YOUR TASK: Copy each line from the records below in which the word "AbiErrorDecoder" is found.

EXERCISE DATA:
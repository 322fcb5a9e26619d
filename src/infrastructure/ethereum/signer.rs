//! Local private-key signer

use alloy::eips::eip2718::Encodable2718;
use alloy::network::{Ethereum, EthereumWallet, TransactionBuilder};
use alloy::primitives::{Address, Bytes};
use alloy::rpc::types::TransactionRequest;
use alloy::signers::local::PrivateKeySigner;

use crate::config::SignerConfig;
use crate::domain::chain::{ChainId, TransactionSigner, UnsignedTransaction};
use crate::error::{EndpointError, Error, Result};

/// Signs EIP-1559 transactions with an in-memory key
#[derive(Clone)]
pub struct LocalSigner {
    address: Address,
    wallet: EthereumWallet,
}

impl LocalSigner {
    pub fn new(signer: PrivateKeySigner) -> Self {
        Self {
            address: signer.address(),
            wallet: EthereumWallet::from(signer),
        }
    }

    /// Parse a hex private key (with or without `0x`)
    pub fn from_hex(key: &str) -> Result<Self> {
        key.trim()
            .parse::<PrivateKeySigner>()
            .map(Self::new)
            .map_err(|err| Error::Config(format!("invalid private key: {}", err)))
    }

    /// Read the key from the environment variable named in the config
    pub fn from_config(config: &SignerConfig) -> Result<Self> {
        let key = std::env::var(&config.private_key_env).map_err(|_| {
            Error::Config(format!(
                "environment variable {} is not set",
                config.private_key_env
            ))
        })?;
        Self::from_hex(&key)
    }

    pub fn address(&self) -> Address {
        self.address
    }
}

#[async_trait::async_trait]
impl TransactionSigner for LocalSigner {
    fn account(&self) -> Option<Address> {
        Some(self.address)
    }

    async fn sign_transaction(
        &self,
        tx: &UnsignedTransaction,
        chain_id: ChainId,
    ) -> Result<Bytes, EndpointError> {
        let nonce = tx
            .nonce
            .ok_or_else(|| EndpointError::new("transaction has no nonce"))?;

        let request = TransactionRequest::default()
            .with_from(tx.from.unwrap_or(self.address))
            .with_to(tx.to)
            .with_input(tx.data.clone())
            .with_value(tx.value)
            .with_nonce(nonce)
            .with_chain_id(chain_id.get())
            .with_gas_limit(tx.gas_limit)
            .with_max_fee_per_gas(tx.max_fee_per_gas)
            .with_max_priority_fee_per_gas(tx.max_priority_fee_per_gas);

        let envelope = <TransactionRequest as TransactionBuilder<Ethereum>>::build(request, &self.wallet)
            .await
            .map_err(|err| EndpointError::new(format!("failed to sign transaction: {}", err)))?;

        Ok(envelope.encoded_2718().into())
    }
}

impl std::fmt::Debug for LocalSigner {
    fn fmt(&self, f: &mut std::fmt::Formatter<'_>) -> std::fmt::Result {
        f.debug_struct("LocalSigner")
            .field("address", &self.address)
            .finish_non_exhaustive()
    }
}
---
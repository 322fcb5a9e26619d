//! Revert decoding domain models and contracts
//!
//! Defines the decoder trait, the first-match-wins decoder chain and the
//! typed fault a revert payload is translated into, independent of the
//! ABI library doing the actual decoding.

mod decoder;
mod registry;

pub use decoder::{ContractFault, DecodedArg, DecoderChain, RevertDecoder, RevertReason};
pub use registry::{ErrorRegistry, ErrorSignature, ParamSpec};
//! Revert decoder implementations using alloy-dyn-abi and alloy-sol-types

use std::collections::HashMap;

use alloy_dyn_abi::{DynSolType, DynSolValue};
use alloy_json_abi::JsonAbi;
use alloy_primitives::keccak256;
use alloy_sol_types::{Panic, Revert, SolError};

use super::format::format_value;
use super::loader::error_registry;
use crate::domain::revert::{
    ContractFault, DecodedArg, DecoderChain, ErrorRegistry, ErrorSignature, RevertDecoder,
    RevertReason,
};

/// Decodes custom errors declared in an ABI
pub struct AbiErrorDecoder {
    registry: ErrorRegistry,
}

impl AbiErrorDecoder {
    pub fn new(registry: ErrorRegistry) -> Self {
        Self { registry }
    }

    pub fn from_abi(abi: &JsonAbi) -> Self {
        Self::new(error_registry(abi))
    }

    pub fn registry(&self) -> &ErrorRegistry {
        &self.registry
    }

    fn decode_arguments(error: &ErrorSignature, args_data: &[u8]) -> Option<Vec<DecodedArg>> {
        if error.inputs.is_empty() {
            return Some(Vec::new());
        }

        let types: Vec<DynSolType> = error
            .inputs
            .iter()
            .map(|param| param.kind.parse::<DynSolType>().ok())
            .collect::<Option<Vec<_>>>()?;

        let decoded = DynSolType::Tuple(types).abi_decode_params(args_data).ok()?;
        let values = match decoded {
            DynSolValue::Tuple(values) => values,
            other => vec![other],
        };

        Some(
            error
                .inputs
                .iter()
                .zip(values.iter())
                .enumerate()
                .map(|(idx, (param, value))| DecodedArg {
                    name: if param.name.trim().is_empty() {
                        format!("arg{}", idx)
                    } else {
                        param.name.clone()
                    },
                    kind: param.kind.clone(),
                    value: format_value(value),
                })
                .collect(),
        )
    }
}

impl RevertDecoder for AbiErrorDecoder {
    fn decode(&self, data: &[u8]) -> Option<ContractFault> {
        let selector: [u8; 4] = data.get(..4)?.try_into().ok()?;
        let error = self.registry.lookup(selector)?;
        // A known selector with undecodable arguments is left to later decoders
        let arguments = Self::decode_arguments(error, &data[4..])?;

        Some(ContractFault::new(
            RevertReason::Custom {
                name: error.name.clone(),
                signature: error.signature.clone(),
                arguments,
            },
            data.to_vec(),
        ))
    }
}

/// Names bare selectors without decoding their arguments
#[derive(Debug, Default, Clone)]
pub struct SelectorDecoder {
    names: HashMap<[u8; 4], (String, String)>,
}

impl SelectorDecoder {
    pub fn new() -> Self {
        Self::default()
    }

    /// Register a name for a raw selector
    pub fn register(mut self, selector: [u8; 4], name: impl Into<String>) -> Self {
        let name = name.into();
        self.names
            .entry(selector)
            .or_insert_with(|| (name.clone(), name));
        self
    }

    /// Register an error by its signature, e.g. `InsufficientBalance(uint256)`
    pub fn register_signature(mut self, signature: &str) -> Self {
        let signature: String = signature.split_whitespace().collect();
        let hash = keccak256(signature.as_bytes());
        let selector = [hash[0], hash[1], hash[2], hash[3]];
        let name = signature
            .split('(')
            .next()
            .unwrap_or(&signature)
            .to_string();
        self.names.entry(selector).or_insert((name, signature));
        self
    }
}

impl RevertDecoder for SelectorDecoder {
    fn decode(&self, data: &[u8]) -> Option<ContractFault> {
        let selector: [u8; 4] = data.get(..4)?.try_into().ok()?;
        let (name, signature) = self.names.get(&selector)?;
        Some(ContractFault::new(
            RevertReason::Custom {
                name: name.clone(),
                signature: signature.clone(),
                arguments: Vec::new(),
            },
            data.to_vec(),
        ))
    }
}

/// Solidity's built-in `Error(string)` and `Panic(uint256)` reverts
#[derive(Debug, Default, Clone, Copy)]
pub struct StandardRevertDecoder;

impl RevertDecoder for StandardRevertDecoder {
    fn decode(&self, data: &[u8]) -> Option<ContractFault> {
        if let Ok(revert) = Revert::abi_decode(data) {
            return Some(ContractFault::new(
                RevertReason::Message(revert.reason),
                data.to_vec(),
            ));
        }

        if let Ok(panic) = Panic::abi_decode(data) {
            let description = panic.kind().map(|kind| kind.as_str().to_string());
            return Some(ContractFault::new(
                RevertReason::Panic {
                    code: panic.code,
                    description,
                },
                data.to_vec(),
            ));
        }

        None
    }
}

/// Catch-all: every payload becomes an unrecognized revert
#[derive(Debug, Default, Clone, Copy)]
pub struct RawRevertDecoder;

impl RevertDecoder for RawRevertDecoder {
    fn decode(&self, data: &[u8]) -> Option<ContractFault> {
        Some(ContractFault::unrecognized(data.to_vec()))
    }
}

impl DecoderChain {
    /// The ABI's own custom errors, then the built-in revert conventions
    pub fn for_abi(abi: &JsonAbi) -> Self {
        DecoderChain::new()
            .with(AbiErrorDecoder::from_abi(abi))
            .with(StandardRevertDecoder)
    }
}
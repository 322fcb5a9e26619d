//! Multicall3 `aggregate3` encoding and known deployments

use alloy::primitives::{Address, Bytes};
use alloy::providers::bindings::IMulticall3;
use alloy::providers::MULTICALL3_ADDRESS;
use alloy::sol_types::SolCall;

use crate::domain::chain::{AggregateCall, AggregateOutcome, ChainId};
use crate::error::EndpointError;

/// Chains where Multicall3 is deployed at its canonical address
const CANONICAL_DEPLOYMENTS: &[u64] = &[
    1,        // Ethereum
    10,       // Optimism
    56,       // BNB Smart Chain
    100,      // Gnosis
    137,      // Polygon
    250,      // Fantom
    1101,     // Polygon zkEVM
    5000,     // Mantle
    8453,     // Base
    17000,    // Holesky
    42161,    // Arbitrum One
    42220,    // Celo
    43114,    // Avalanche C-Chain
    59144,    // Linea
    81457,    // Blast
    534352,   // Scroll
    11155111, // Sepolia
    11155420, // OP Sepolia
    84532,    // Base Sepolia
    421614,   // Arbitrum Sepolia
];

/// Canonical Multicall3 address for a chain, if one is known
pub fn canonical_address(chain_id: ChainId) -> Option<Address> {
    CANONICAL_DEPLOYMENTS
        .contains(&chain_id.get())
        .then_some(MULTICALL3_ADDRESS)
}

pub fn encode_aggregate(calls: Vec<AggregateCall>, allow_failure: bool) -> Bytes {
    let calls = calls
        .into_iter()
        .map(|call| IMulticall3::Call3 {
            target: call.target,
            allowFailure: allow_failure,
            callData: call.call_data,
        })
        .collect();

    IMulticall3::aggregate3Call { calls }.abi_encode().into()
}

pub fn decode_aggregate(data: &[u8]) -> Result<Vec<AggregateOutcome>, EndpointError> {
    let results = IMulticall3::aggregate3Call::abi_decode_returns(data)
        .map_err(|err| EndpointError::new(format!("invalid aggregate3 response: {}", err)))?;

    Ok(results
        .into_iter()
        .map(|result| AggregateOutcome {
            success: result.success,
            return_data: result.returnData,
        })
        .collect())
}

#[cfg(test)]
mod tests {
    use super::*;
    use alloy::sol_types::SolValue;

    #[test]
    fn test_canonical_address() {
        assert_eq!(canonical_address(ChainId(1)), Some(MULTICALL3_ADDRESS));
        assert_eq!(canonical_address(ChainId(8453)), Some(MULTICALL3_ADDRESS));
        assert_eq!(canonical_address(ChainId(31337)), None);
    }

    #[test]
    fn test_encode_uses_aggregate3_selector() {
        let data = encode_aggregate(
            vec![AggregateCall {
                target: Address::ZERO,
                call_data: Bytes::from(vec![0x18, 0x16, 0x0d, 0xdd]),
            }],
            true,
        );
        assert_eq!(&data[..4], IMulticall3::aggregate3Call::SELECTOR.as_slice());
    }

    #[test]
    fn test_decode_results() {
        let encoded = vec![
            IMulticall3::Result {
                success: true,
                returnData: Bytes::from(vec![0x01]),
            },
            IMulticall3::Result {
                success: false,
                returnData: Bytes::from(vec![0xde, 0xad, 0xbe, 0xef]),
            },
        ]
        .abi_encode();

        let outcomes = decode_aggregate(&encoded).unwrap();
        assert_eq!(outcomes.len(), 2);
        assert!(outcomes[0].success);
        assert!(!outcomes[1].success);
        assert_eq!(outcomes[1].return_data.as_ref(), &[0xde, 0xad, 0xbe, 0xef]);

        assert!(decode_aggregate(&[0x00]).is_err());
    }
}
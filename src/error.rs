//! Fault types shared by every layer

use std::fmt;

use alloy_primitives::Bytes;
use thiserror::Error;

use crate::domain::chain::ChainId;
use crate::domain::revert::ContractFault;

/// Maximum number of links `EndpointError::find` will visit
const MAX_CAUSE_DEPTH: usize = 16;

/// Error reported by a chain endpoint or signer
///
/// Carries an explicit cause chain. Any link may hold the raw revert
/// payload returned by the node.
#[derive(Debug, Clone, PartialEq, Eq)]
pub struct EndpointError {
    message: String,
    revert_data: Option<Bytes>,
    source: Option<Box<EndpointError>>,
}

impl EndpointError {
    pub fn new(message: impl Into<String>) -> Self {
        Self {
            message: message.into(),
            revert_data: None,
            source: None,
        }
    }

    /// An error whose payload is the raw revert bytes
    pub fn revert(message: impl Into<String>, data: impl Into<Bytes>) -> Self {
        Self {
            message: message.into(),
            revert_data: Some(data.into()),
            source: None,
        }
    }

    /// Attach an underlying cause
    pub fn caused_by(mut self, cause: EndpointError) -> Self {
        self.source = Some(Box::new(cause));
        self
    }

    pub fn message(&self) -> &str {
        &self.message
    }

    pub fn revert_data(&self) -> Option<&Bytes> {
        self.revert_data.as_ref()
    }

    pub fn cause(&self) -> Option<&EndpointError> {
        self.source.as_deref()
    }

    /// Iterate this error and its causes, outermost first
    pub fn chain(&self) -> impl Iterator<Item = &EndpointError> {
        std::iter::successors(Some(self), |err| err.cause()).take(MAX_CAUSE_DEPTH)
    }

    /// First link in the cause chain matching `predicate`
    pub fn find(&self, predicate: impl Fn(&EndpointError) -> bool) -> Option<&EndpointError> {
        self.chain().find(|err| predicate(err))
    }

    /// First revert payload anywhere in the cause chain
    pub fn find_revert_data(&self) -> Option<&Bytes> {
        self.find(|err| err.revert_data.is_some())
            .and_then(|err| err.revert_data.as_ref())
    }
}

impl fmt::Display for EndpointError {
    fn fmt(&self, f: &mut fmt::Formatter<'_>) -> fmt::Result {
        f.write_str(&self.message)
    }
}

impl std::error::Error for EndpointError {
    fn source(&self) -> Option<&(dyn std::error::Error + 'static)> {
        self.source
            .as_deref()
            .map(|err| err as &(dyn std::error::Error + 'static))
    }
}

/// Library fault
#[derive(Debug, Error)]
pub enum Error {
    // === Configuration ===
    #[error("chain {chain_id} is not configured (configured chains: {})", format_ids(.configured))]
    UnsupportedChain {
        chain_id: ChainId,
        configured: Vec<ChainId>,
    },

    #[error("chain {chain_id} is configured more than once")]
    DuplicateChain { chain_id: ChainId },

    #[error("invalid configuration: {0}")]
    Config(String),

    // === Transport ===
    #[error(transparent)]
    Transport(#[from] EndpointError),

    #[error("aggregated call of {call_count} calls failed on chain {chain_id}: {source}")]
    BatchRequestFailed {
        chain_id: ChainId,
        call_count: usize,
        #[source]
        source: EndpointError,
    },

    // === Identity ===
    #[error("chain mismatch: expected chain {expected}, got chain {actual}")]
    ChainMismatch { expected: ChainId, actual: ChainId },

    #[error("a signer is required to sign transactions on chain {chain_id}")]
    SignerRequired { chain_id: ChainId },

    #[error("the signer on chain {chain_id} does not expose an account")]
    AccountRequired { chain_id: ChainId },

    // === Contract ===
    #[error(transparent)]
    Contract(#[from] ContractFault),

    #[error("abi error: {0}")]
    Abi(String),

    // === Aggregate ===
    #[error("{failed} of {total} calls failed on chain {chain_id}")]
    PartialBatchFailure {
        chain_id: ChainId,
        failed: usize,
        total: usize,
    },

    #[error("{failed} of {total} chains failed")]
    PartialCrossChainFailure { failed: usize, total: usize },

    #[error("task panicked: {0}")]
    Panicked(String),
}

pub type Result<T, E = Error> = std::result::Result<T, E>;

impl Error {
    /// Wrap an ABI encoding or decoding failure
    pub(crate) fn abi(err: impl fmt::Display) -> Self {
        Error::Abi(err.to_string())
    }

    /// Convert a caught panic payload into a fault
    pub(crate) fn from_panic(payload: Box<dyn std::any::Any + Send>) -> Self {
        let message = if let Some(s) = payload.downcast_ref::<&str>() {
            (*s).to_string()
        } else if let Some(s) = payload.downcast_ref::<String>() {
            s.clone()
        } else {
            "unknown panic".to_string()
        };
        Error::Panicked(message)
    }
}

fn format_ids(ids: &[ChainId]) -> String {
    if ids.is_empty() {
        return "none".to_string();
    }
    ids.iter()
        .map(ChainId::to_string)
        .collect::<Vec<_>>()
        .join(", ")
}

RESPONSE TO THE EXERCISE:
pub struct AbiErrorDecoder {
impl AbiErrorDecoder {
impl RevertDecoder for AbiErrorDecoder {
            .with(AbiErrorDecoder::from_abi(abi))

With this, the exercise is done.